REPORT ON THE INTER-REGIONAL EXPERT GROUP MEETING ON CONSUMER PROTECTION AND SUSTAINABLE CONSUMPTION: The Department of Economic and Social Affairs, in cooperation with the Environment Secretariat of the State Government of São Paulo, convened an Inter-Regional Expert Group meeting in São Paulo, Brazil from 28 - 30 January 1998. Approximately fifty people participated, including representatives of governments, consumer organizations, business and industry, academics, NGOs and international organizations. Ambassador Celso Amorim (Brazil) and Fabio Feldman, Secretary of the Environment Secretariat of the State Government of São Paulo, co-chaired the meeting. The meeting, conducted in plenary and working group sessions, focused on a background paper prepared by the Division for Sustainable Development, including proposed new guidelines prepared by Consumers International on the basis of extensive regional consultations. During the meeting, additional proposals were presented and considered.
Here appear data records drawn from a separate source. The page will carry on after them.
//! Annotations on declarations and files.

use crate::syntax::{kinds, Node};

/// An `annotation` or `file_annotation` node.
#[derive(Debug, Clone, Copy, PartialEq, Eq, Hash)]
pub struct Annotation<'t> {
    node: Node<'t>,
}

impl<'t> Annotation<'t> {
    /// Wraps an annotation node.
    #[must_use]
    pub fn from_node(node: Node<'t>) -> Option<Self> {
        matches!(node.kind(), kinds::ANNOTATION | kinds::FILE_ANNOTATION).then_some(Self { node })
    }

    /// The underlying node.
    #[must_use]
    pub fn node(&self) -> Node<'t> {
        self.node
    }

    fn invocation(&self) -> Option<Node<'t>> {
        self.node.first_child_of_kind(kinds::CONSTRUCTOR_INVOCATION)
    }

    fn type_node(&self) -> Option<Node<'t>> {
        self.node
            .first_child_of_kind(kinds::USER_TYPE)
            .or_else(|| self.invocation()?.first_child_of_kind(kinds::USER_TYPE))
    }

    /// Short name of the annotation class (`@androidx.compose.runtime.Composable` -> `Composable`).
    #[must_use]
    pub fn name(&self) -> Option<&'t str> {
        self.type_node()?
            .children_of_kind(kinds::IDENTIFIER)
            .last()
            .map(|id| id.original_text())
    }

    /// String literal arguments, in order (`@Suppress("A", "B")` -> `["A", "B"]`).
    #[must_use]
    pub fn string_arguments(&self) -> Vec<String> {
        let Some(arguments) = self
            .invocation()
            .and_then(|inv| inv.first_child_of_kind(kinds::VALUE_ARGUMENTS))
        else {
            return Vec::new();
        };
        arguments
            .find_descendants(kinds::STRING_LITERAL)
            .map(|literal| {
                literal
                    .children_of_kind(kinds::STRING_CONTENT)
                    .map(|content| content.original_text())
                    .collect::<String>()
            })
            .collect()
    }
}

/// Annotations in a declaration's `modifiers` block.
#[must_use]
pub fn annotations_of(declaration: Node<'_>) -> Vec<Annotation<'_>> {
    declaration
        .first_child_of_kind(kinds::MODIFIERS)
        .map(|modifiers| {
            modifiers
                .children_of_kind(kinds::ANNOTATION)
                .filter_map(Annotation::from_node)
                .collect()
        })
        .unwrap_or_default()
}

/// `@file:` annotations at the top of a source file.
#[must_use]
pub fn file_annotations(root: Node<'_>) -> Vec<Annotation<'_>> {
    root.children_of_kind(kinds::FILE_ANNOTATION)
        .filter_map(Annotation::from_node)
        .collect()
}

#[cfg(test)]
mod tests {
    use super::*;
    use crate::syntax::SyntaxTree;

    #[test]
    fn reads_names_and_string_arguments() {
        let tree = SyntaxTree::parse(
            "@Suppress(\"ModifierMissing\", \"other\")\n@androidx.compose.runtime.Composable\nfun A() {}\n",
        )
        .expect("parse");
        let function = tree
            .root()
            .find_descendant(kinds::FUNCTION_DECLARATION)
            .expect("function");
        let annotations = annotations_of(function);
        let names: Vec<_> = annotations.iter().filter_map(Annotation::name).collect();
        assert_eq!(names, vec!["Suppress", "Composable"]);
        assert_eq!(
            annotations[0].string_arguments(),
            vec!["ModifierMissing".to_owned(), "other".to_owned()]
        );
        assert!(annotations[1].string_arguments().is_empty());
    }

    #[test]
    fn reads_file_annotations() {
        let tree = SyntaxTree::parse("@file:Suppress(\"compose:modifier-missing-check\")\npackage a\n")
            .expect("parse");
        let annotations = file_annotations(tree.root());
        assert_eq!(annotations.len(), 1);
        assert_eq!(annotations[0].name(), Some("Suppress"));
        assert_eq!(
            annotations[0].string_arguments(),
            vec!["compose:modifier-missing-check".to_owned()]
        );
    }
}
The Expert Group Meeting did not attempt to reach consensus on precise wording for new guidelines, but focused on identifying the issues relating to sustainable consumption that should be incorporated into consumer protection policy and making recommendations as to how they might be effectively addressed. Participants focused on issues related to sustainable consumption. They did not review or revise the existing text of the Guidelines or consider other areas in which the Guidelines might be extended. In some cases, however, it appeared that sustainable consumption could best be integrated into the Guidelines by introducing additional words into existing paragraphs, without otherwise changing the existing text.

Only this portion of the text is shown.